(Activity)
Filter the entries below, keeping only lines with the word "index".

Collected data entries:
────────────────────────────────────────
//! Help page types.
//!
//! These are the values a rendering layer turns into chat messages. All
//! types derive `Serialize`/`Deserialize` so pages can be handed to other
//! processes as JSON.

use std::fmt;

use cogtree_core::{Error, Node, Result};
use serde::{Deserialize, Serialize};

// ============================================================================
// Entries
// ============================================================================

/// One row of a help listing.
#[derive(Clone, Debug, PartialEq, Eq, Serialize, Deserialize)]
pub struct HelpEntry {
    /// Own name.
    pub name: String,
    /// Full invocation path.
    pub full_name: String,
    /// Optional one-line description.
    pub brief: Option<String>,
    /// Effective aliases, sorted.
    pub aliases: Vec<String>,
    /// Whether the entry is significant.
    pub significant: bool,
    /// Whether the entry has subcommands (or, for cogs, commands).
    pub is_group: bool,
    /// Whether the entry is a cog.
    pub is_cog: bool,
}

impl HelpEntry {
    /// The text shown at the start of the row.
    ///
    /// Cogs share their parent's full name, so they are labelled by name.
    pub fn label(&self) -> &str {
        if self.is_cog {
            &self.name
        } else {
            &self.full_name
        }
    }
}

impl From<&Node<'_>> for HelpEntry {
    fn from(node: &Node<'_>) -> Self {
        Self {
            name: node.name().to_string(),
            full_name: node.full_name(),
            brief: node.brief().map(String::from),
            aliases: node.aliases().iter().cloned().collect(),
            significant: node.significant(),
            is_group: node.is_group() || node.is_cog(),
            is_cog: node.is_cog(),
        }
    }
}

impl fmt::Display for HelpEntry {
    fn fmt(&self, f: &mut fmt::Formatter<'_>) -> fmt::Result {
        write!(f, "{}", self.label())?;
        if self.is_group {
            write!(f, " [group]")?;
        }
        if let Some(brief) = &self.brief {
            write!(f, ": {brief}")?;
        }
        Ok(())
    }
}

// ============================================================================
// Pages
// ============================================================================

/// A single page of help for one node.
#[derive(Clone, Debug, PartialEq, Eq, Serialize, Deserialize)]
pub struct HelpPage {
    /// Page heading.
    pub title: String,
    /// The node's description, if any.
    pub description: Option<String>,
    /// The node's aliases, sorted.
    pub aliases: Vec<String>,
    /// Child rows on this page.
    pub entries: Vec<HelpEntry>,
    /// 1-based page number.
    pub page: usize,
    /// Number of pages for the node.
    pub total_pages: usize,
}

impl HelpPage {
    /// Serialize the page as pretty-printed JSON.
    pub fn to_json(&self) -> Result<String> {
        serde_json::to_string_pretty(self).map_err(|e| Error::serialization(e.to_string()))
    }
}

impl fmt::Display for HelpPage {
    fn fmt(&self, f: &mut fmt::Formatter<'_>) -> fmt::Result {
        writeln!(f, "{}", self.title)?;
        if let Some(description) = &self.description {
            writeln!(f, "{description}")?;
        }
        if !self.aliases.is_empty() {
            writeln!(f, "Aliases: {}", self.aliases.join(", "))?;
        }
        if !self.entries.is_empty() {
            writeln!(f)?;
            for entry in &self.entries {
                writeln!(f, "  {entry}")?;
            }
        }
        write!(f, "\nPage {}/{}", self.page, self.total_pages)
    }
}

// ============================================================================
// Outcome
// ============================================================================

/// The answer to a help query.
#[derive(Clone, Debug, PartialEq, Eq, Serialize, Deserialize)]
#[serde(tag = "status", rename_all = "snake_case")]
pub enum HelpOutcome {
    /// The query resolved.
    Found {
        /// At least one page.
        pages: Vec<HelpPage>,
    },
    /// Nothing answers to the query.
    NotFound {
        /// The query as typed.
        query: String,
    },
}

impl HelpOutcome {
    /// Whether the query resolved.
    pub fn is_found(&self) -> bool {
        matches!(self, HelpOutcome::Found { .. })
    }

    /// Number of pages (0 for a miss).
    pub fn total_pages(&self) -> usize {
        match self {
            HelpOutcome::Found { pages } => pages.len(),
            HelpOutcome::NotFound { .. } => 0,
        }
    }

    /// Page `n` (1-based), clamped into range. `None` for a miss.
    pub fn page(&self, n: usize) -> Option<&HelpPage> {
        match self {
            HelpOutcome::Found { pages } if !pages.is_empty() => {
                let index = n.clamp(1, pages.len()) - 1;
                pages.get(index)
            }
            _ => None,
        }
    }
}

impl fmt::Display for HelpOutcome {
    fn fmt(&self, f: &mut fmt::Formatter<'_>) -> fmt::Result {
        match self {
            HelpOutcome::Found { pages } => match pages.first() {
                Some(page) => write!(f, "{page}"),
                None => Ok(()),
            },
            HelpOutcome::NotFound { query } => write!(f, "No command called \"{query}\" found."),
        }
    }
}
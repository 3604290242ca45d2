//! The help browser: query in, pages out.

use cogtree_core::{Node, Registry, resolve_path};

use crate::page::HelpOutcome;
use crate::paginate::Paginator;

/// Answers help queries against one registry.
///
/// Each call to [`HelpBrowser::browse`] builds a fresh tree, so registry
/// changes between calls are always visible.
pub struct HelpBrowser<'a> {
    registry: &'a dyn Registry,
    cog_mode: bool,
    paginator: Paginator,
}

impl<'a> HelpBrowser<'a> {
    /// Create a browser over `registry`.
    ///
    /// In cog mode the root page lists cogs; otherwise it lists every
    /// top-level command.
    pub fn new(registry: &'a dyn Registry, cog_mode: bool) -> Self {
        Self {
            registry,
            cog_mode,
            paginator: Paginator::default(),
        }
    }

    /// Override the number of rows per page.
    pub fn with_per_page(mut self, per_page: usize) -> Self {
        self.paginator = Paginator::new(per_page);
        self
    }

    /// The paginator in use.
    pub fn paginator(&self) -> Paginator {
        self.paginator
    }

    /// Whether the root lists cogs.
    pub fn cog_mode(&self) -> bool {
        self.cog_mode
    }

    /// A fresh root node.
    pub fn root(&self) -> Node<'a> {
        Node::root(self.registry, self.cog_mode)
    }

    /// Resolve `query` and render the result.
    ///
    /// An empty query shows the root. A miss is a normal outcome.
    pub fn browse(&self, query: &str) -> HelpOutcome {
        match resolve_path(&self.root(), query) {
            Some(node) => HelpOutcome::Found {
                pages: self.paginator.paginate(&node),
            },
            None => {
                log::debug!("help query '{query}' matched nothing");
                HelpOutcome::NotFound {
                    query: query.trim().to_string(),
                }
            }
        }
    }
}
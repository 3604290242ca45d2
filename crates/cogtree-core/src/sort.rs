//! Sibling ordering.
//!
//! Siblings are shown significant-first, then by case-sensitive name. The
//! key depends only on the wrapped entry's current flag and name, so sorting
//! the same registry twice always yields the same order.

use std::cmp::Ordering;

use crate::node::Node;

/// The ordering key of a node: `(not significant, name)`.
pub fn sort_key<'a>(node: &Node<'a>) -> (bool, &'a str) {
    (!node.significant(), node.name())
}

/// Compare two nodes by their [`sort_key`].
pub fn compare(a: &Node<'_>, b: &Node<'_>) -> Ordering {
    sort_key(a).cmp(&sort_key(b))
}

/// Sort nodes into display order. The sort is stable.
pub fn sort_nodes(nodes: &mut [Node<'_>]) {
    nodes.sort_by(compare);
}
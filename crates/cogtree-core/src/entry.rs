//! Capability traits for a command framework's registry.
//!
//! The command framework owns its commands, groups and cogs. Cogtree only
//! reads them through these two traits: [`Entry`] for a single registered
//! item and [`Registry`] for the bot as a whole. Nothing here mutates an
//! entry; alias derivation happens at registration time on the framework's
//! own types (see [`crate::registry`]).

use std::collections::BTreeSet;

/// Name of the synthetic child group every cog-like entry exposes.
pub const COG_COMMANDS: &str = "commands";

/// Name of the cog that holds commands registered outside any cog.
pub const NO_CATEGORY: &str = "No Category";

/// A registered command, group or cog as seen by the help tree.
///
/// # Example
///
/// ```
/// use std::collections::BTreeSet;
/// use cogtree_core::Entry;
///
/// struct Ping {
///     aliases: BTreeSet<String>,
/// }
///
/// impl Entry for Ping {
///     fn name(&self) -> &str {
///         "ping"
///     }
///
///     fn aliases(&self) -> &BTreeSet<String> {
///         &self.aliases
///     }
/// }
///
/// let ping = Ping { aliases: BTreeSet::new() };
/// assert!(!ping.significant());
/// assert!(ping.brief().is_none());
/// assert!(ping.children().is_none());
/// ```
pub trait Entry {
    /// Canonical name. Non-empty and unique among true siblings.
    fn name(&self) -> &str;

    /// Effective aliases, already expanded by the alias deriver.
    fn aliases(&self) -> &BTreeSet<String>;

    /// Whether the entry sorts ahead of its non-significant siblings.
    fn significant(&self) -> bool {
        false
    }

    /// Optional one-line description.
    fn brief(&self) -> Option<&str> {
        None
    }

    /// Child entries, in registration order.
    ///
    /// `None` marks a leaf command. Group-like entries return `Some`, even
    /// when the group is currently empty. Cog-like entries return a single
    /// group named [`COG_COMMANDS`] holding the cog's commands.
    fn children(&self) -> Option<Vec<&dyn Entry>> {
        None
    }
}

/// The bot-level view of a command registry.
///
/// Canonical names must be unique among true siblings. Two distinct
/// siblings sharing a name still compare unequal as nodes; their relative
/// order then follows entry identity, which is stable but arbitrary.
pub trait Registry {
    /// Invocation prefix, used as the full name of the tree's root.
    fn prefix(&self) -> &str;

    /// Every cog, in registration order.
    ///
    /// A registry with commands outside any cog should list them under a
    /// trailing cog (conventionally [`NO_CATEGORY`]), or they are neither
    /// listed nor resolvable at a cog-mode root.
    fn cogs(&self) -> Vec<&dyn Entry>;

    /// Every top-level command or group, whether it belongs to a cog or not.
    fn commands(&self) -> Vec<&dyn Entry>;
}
────────────────────────────────────────
(Written response)
                let index = n.clamp(1, pages.len()) - 1;
                pages.get(index)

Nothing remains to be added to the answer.